Precious Omuku said the company had started negotiations with the youths inside the facility in Ogoniland, in restive southern Nigeria. He did not give details on when the occupation began.
“We don’t know what their grievances are,” he said.
The attack is the latest incident in a series of bombings, kidnappings and protests that have slashed production by nearly 1 million barrels per day in Africa’s largest oil exporter, representing around one-third of its total capacity.
Omuku said that 137,000 barrels of the shut-down production belonged to a Shell subsidiary and the remaining 33,000 belonged to other parties that used Shell infrastructure.
Omuku said the protesters had taken over a manifold, which is an oil-pipeline intersection.
No oil has been pumped in Ogoniland since the region was gripped by widespread protests over exploitation and environmental degradation, leading to the execution of nine community leaders by Nigeria’s then-military government in 1995.

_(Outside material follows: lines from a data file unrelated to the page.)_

use std::collections::BTreeMap;

use pretty_assertions::assert_eq;
use proptest::prelude::*;
use ranked_maps::skiplist_map::{self, SkipListOptions};
use ranked_maps::{Ascending, Descending, Error, Rank, SkipListMap};

/// The number of operations to perform in each proptest case.
const TEST_SIZE: usize = 2_000;

/// Keys drawn from a range smaller than `TEST_SIZE` so that sequences collide.
fn key_strategy() -> impl Strategy<Value = i64> {
    -1_000i64..1_000i64
}

fn value_strategy() -> impl Strategy<Value = i64> {
    any::<i64>()
}

fn seeded(seed: u64) -> SkipListMap<i64, i64> {
    SkipListMap::with_options(SkipListOptions::new().with_seed(seed), Ascending)
}

// ─── Operations enum for driving randomized tests ────────────────────────────

#[derive(Debug, Clone)]
enum MapOp {
    Insert(i64, i64),
    Remove(i64),
    Get(i64),
    ContainsKey(i64),
    RankOf(i64),
    GetByRank(usize),
    FirstKeyValue,
    LastKeyValue,
}

fn map_op_strategy() -> impl Strategy<Value = MapOp> {
    prop_oneof![
        5 => (key_strategy(), value_strategy()).prop_map(|(k, v)| MapOp::Insert(k, v)),
        3 => key_strategy().prop_map(MapOp::Remove),
        2 => key_strategy().prop_map(MapOp::Get),
        1 => key_strategy().prop_map(MapOp::ContainsKey),
        1 => key_strategy().prop_map(MapOp::RankOf),
        1 => (0usize..1_200).prop_map(MapOp::GetByRank),
        1 => Just(MapOp::FirstKeyValue),
        1 => Just(MapOp::LastKeyValue),
    ]
}

// ─── Core operations against BTreeMap ────────────────────────────────────────

proptest! {
    #![proptest_config(ProptestConfig::with_cases(20))]

    /// Replays a random sequence of operations on both SkipListMap and
    /// BTreeMap and asserts identical results at every step.
    #[test]
    fn map_ops_match_btreemap(seed in any::<u64>(), ops in proptest::collection::vec(map_op_strategy(), TEST_SIZE)) {
        let mut sl_map = seeded(seed);
        let mut bt_map: BTreeMap<i64, i64> = BTreeMap::new();

        for op in &ops {
            match op {
                MapOp::Insert(k, v) => {
                    prop_assert_eq!(sl_map.insert(*k, *v), bt_map.insert(*k, *v), "insert({}, {})", k, v);
                }
                MapOp::Remove(k) => {
                    prop_assert_eq!(sl_map.remove(k), bt_map.remove(k), "remove({})", k);
                }
                MapOp::Get(k) => {
                    prop_assert_eq!(sl_map.get(k), bt_map.get(k), "get({})", k);
                }
                MapOp::ContainsKey(k) => {
                    prop_assert_eq!(sl_map.contains_key(k), bt_map.contains_key(k), "contains_key({})", k);
                }
                MapOp::RankOf(k) => {
                    let expected = bt_map.range(..=*k).count();
                    let expected = bt_map.contains_key(k).then_some(expected);
                    prop_assert_eq!(sl_map.rank_of(k), expected, "rank_of({})", k);
                }
                MapOp::GetByRank(rank) => {
                    let expected = rank.checked_sub(1).and_then(|index| bt_map.iter().nth(index));
                    prop_assert_eq!(sl_map.get_by_rank(*rank), expected, "get_by_rank({})", rank);
                }
                MapOp::FirstKeyValue => {
                    prop_assert_eq!(sl_map.first_key_value(), bt_map.first_key_value());
                }
                MapOp::LastKeyValue => {
                    prop_assert_eq!(sl_map.last_key_value(), bt_map.last_key_value());
                }
            }
            prop_assert_eq!(sl_map.len(), bt_map.len());
        }

        prop_assert!(sl_map.iter().eq(bt_map.iter()));
    }

    /// Iteration order, lengths, keys and values match BTreeMap.
    #[test]
    fn iter_matches_btreemap(entries in proptest::collection::vec((key_strategy(), value_strategy()), TEST_SIZE)) {
        let sl_map: SkipListMap<i64, i64> = entries.iter().copied().collect();
        let bt_map: BTreeMap<i64, i64> = entries.iter().copied().collect();

        prop_assert_eq!(sl_map.iter().len(), bt_map.len());
        prop_assert!(sl_map.iter().eq(bt_map.iter()));
        prop_assert!(sl_map.keys().eq(bt_map.keys()));
        prop_assert!(sl_map.values().eq(bt_map.values()));
        prop_assert!(sl_map.cursor_front().eq(bt_map.iter()));
    }

    /// Removing every key, in insertion order, leaves an empty list.
    #[test]
    fn drain_by_remove(entries in proptest::collection::vec(key_strategy(), 1..TEST_SIZE)) {
        let mut sl_map: SkipListMap<i64, ()> = entries.iter().map(|&k| (k, ())).collect();
        for k in &entries {
            sl_map.remove(k);
        }
        prop_assert!(sl_map.is_empty());
        prop_assert_eq!(sl_map.height(), 0);
        prop_assert_eq!(sl_map.first_key_value(), None);
        prop_assert_eq!(sl_map.last_key_value(), None);
    }

    #[test]
    fn get_mut_matches_btreemap(
        entries in proptest::collection::vec((key_strategy(), value_strategy()), TEST_SIZE),
        probes in proptest::collection::vec(key_strategy(), 100),
    ) {
        let mut sl_map: SkipListMap<i64, i64> = entries.iter().copied().collect();
        let mut bt_map: BTreeMap<i64, i64> = entries.iter().copied().collect();

        for k in &probes {
            if let Some(v) = sl_map.get_mut(k) {
                *v = v.wrapping_add(1);
            }
            if let Some(v) = bt_map.get_mut(k) {
                *v = v.wrapping_add(1);
            }
        }
        prop_assert!(sl_map.iter().eq(bt_map.iter()));
    }

    #[test]
    fn clone_produces_equal_map(entries in proptest::collection::vec((key_strategy(), value_strategy()), TEST_SIZE)) {
        let sl_map: SkipListMap<i64, i64> = entries.iter().copied().collect();
        let copy = sl_map.clone();
        prop_assert_eq!(&copy, &sl_map);
        prop_assert_eq!(copy.len(), sl_map.len());
    }
}

// ─── Order statistics ────────────────────────────────────────────────────────

proptest! {
    #![proptest_config(ProptestConfig::with_cases(20))]

    /// Tests get_by_rank and find_by_rank against a sorted Vec oracle.
    #[test]
    fn get_by_rank_matches_vec(entries in proptest::collection::vec((key_strategy(), value_strategy()), TEST_SIZE)) {
        let sl_map: SkipListMap<i64, i64> = entries.iter().copied().collect();
        let sorted: Vec<(i64, i64)> = BTreeMap::from_iter(entries.iter().copied()).into_iter().collect();

        for (index, (k, v)) in sorted.iter().enumerate() {
            let rank = index + 1;
            prop_assert_eq!(sl_map.get_by_rank(rank), Some((k, v)), "get_by_rank({})", rank);
            let found = sl_map.find_by_rank(rank).and_then(|cursor| cursor.key_value());
            prop_assert_eq!(found, Some((k, v)), "find_by_rank({})", rank);
        }

        prop_assert_eq!(sl_map.get_by_rank(0), None);
        prop_assert_eq!(sl_map.get_by_rank(sorted.len() + 1), None);
        prop_assert!(sl_map.find_by_rank(0).is_none());
        prop_assert!(sl_map.find_by_rank(sorted.len() + 1).is_none());
    }

    #[test]
    fn rank_of_get_by_rank_roundtrip(entries in proptest::collection::vec((key_strategy(), value_strategy()), TEST_SIZE)) {
        let sl_map: SkipListMap<i64, i64> = entries.iter().copied().collect();

        for rank in 1..=sl_map.len() {
            let (k, _) = sl_map.get_by_rank(rank).unwrap();
            prop_assert_eq!(sl_map.rank_of(k), Some(rank), "roundtrip rank mismatch at rank {}", rank);
        }
    }

    /// Tests Index<Rank> and IndexMut<Rank>.
    #[test]
    fn index_by_rank_matches_vec(entries in proptest::collection::vec((key_strategy(), value_strategy()), 1..TEST_SIZE)) {
        let mut sl_map: SkipListMap<i64, i64> = entries.iter().copied().collect();
        let sorted: Vec<(i64, i64)> = BTreeMap::from_iter(entries.iter().copied()).into_iter().collect();

        for (index, (_, v)) in sorted.iter().enumerate() {
            prop_assert_eq!(sl_map[Rank(index + 1)], *v, "Index[Rank({})]", index + 1);
        }

        sl_map[Rank(1)] = 42;
        prop_assert_eq!(sl_map.first_key_value().map(|(_, v)| *v), Some(42));
    }

    /// Small maximum levels still give correct answers, only slower ones.
    #[test]
    fn max_level_does_not_change_results(
        max_level in 1usize..=6,
        seed in any::<u64>(),
        entries in proptest::collection::vec(key_strategy(), 0..500),
    ) {
        let options = SkipListOptions::new().with_max_level(max_level).with_seed(seed);
        let mut sl_map = SkipListMap::with_options(options, Descending);
        for &k in &entries {
            sl_map.insert(k, ());
        }
        prop_assert!(sl_map.height() <= max_level);

        let mut expected: Vec<i64> = entries.clone();
        expected.sort_unstable_by(|a, b| b.cmp(a));
        expected.dedup();
        prop_assert!(sl_map.keys().eq(expected.iter()));
        for (index, k) in expected.iter().enumerate() {
            prop_assert_eq!(sl_map.rank_of(k), Some(index + 1));
        }
    }
}

// ─── Scenarios ───────────────────────────────────────────────────────────────

const SCENARIO: [i32; 9] = [3, 5, 2, 9, 8, 7, 1, 4, 6];

#[test]
fn ascending_scenario() {
    let mut map = SkipListMap::new();
    for key in SCENARIO {
        map.insert(key, key * 100);
    }

    assert_eq!(map.keys().copied().collect::<Vec<_>>(), (1..=9).collect::<Vec<_>>());
    assert_eq!(map.find_by_rank(5).and_then(|c| c.key()), Some(&5));

    assert_eq!(map.remove(&5), Some(500));
    assert_eq!(map.len(), 8);
    assert!(map.find(&5).is_none());
    assert_eq!(map.find_by_rank(5).and_then(|c| c.key()), Some(&6));
}

#[test]
fn descending_scenario() {
    let mut map = SkipListMap::with_comparator(Descending);
    for key in SCENARIO {
        map.insert(key, ());
    }

    assert_eq!(map.keys().copied().collect::<Vec<_>>(), (1..=9).rev().collect::<Vec<_>>());
    assert_eq!(map.cursor_front().key(), Some(&9));
    assert_eq!(map.last_key_value(), Some((&1, &())));
    assert_eq!(map.get_by_rank(1), Some((&9, &())));
}

#[test]
fn reinsert_updates_without_growing() {
    let mut map = SkipListMap::new();
    map.insert("k", 1);
    assert_eq!(map.insert("k", 2), Some(1));
    assert_eq!(map.len(), 1);
    assert_eq!(map.get(&"k"), Some(&2));
}

#[test]
fn erase_of_absent_key_is_a_no_op() {
    let mut map: SkipListMap<_, _> = (0..10).map(|i| (i, i)).collect();
    assert_eq!(map.remove(&42), None);
    assert_eq!(map.len(), 10);
}

#[test]
fn deep_copy_is_independent() {
    let mut original: SkipListMap<_, _> = SCENARIO.iter().map(|&k| (k, vec![k])).collect();
    let copy = original.clone();

    original.remove(&1);
    original.get_mut(&2).unwrap().push(20);
    original.insert(10, vec![10]);

    assert_eq!(copy.len(), 9);
    assert_eq!(copy.get(&1), Some(&vec![1]));
    assert_eq!(copy.get(&2), Some(&vec![2]));
    assert_eq!(copy.get(&10), None);
    assert_eq!(copy.get_by_rank(1), Some((&1, &vec![1])));
}

#[test]
fn fail_fast_accessors() {
    let map = SkipListMap::from([(1, "one")]);
    assert_eq!(map.at(&1), Ok(&"one"));
    assert_eq!(map.at(&2), Err(Error::KeyNotFound));
    assert_eq!(map.try_get_by_rank(2), Err(Error::RankOutOfRange { rank: 2, len: 1 }));
}

#[test]
fn get_or_insert_default_inserts_once() {
    let mut map: SkipListMap<&str, usize> = SkipListMap::new();
    for word in "the cat saw the other cat".split(' ') {
        *map.get_or_insert_default(word) += 1;
    }
    assert_eq!(
        map.iter().map(|(k, v)| (*k, *v)).collect::<Vec<_>>(),
        [("cat", 2), ("other", 1), ("saw", 1), ("the", 2)]
    );
}

#[test]
fn seeded_maps_share_a_layout() {
    let options = SkipListOptions::new().with_seed(2024);
    let mut a = SkipListMap::with_options(options, Ascending);
    let mut b = SkipListMap::with_options(options, Ascending);
    for key in 0..1_000 {
        a.insert(key, ());
        b.insert(key, ());
    }
    assert_eq!(a.height(), b.height());
    assert!(a.height() <= skiplist_map::DEFAULT_MAX_LEVEL);
}

#[test]
fn empty_map_is_well_formed() {
    let map: SkipListMap<i32, i32> = SkipListMap::default();
    assert!(map.is_empty());
    assert_eq!(map.height(), 0);
    assert_eq!(map.iter().size_hint(), (0, Some(0)));
    assert!(map.cursor_front().is_end());
    assert_eq!(map.get_by_rank(1), None);
    assert_eq!(format!("{map:?}"), "{}");
}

However, the tiny region, home to less than 500,000 of Nigeria’s 140 million citizens, is still crisscrossed with an aging network of pipelines carrying crude toward export terminals. Frequent oil spills in the region anger citizens and have sparked earlier protests.
Occupying oil facilities is a common form of protest in the volatile Niger Delta region, which remains deeply impoverished despite producing tens of billions in oil revenues every year.
Since no foreign oil company is currently active in Ogoniland, the region has not seen the kidnappings and attacks on foreign workers that have plagued production in much of the rest of the Delta region.
Around 100 foreign workers have been kidnapped since the beginning of the year and last week the region’s largest militant group bombed three pipelines leading to a major export terminal, helping send crude prices higher in world markets.
Nigeria is one of the world’s top 10 exporters of crude and a key source of oil imports for the United States.